## Model Robustness at The Model Evaluation Stage: Nested Cross Validation
To obtain an unbiased evaluation of model performance (i.e., to prevent overfitting), when optimizing model's hyperparameters we should use Nested Cross Validation.   

Here using GridSearch strategy available in sklearn, we implement a nested cross valiation evaluation to optimize the hyperparameters of a random forest classifier.

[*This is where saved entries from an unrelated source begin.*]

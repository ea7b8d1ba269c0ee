//! Classifier with heuristic fallback.

use crate::{ChatCompletionClassifier, FallbackModerator, ModerationConfig};
use async_trait::async_trait;
use portfoliohub_core::ModerationVerdict;
use portfoliohub_error::HubResult;
use portfoliohub_interface::{Classifier, Moderator};
use std::sync::Arc;
use tracing::{debug, info, instrument, warn};

/// The moderation gateway used by the comment workflow.
///
/// Classifier failures never reach the caller: they are logged and the
/// fallback heuristic decides instead.
#[derive(Clone)]
pub struct ModerationGateway {
    primary: Option<Arc<dyn Classifier>>,
    fallback: FallbackModerator,
}

impl ModerationGateway {
    /// Gateway with an explicit classifier.
    pub fn new(primary: Arc<dyn Classifier>, fallback: FallbackModerator) -> Self {
        Self {
            primary: Some(primary),
            fallback,
        }
    }

    /// Gateway that only runs the heuristic.
    pub fn fallback_only(fallback: FallbackModerator) -> Self {
        Self {
            primary: None,
            fallback,
        }
    }

    /// Build from settings. Without an API key the gateway runs heuristic-only.
    pub fn from_config(config: &ModerationConfig) -> Self {
        let fallback = FallbackModerator::from_config(config);
        match ChatCompletionClassifier::from_config(config) {
            Ok(classifier) => Self::new(Arc::new(classifier), fallback),
            Err(e) => {
                info!(reason = %e.user_message(), "Classifier disabled, using fallback heuristic only");
                Self::fallback_only(fallback)
            }
        }
    }

    /// Whether an external classifier is wired in.
    pub fn has_classifier(&self) -> bool {
        self.primary.is_some()
    }
}

impl std::fmt::Debug for ModerationGateway {
    fn fmt(&self, f: &mut std::fmt::Formatter<'_>) -> std::fmt::Result {
        f.debug_struct("ModerationGateway")
            .field("primary", &self.primary.as_ref().map(|c| c.name().to_string()))
            .field("fallback", &self.fallback)
            .finish()
    }
}

#[async_trait]
impl Moderator for ModerationGateway {
    #[instrument(skip(self, text), fields(chars = text.chars().count()))]
    async fn moderate(&self, text: &str) -> HubResult<ModerationVerdict> {
        if let Some(classifier) = &self.primary {
            match classifier.classify(text).await {
                Ok(verdict) => return Ok(verdict),
                Err(e) => {
                    warn!(
                        classifier = classifier.name(),
                        error = %e,
                        "Classifier failed, using fallback heuristic"
                    );
                }
            }
        }
        let verdict = self.fallback.evaluate(text);
        debug!(approved = verdict.approved, "Fallback heuristic decided");
        Ok(verdict)
    }
}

We will use the adapted Diabetes dataset (from sklearn) to the classification in our little experiment. 

### Importing Packages and Data Preparation

In [1]:
import numpy as np
import pandas as pd
from sklearn.datasets import load_diabetes
from sklearn.ensemble import RandomForestClassifier
from sklearn.model_selection import GridSearchCV, cross_val_score

# Load the Diabetes dataset
diabetes_data = load_diabetes()
X = pd.DataFrame(diabetes_data.data, columns=diabetes_data.feature_names)
y = diabetes_data.target

# Set a threshold for binary classification (e.g., using the median of y)
threshold = np.median(y)
y_binary = (y > threshold).astype(int)  # 1 for high risk, 0 for low risk

### Setting up the Hyperparatmeters Set and the Classifer

In [2]:
random_state = 42
# Define the hyperparameter grid
param_grid = {
    'n_estimators': [50, 100, 150],
    'max_depth': [None, 10, 20, 30],
    'min_samples_split': [2, 5, 10],
    'min_samples_leaf': [1, 2, 4]
}

# Initialize the RandomForestClassifier
rf = RandomForestClassifier(random_state=random_state)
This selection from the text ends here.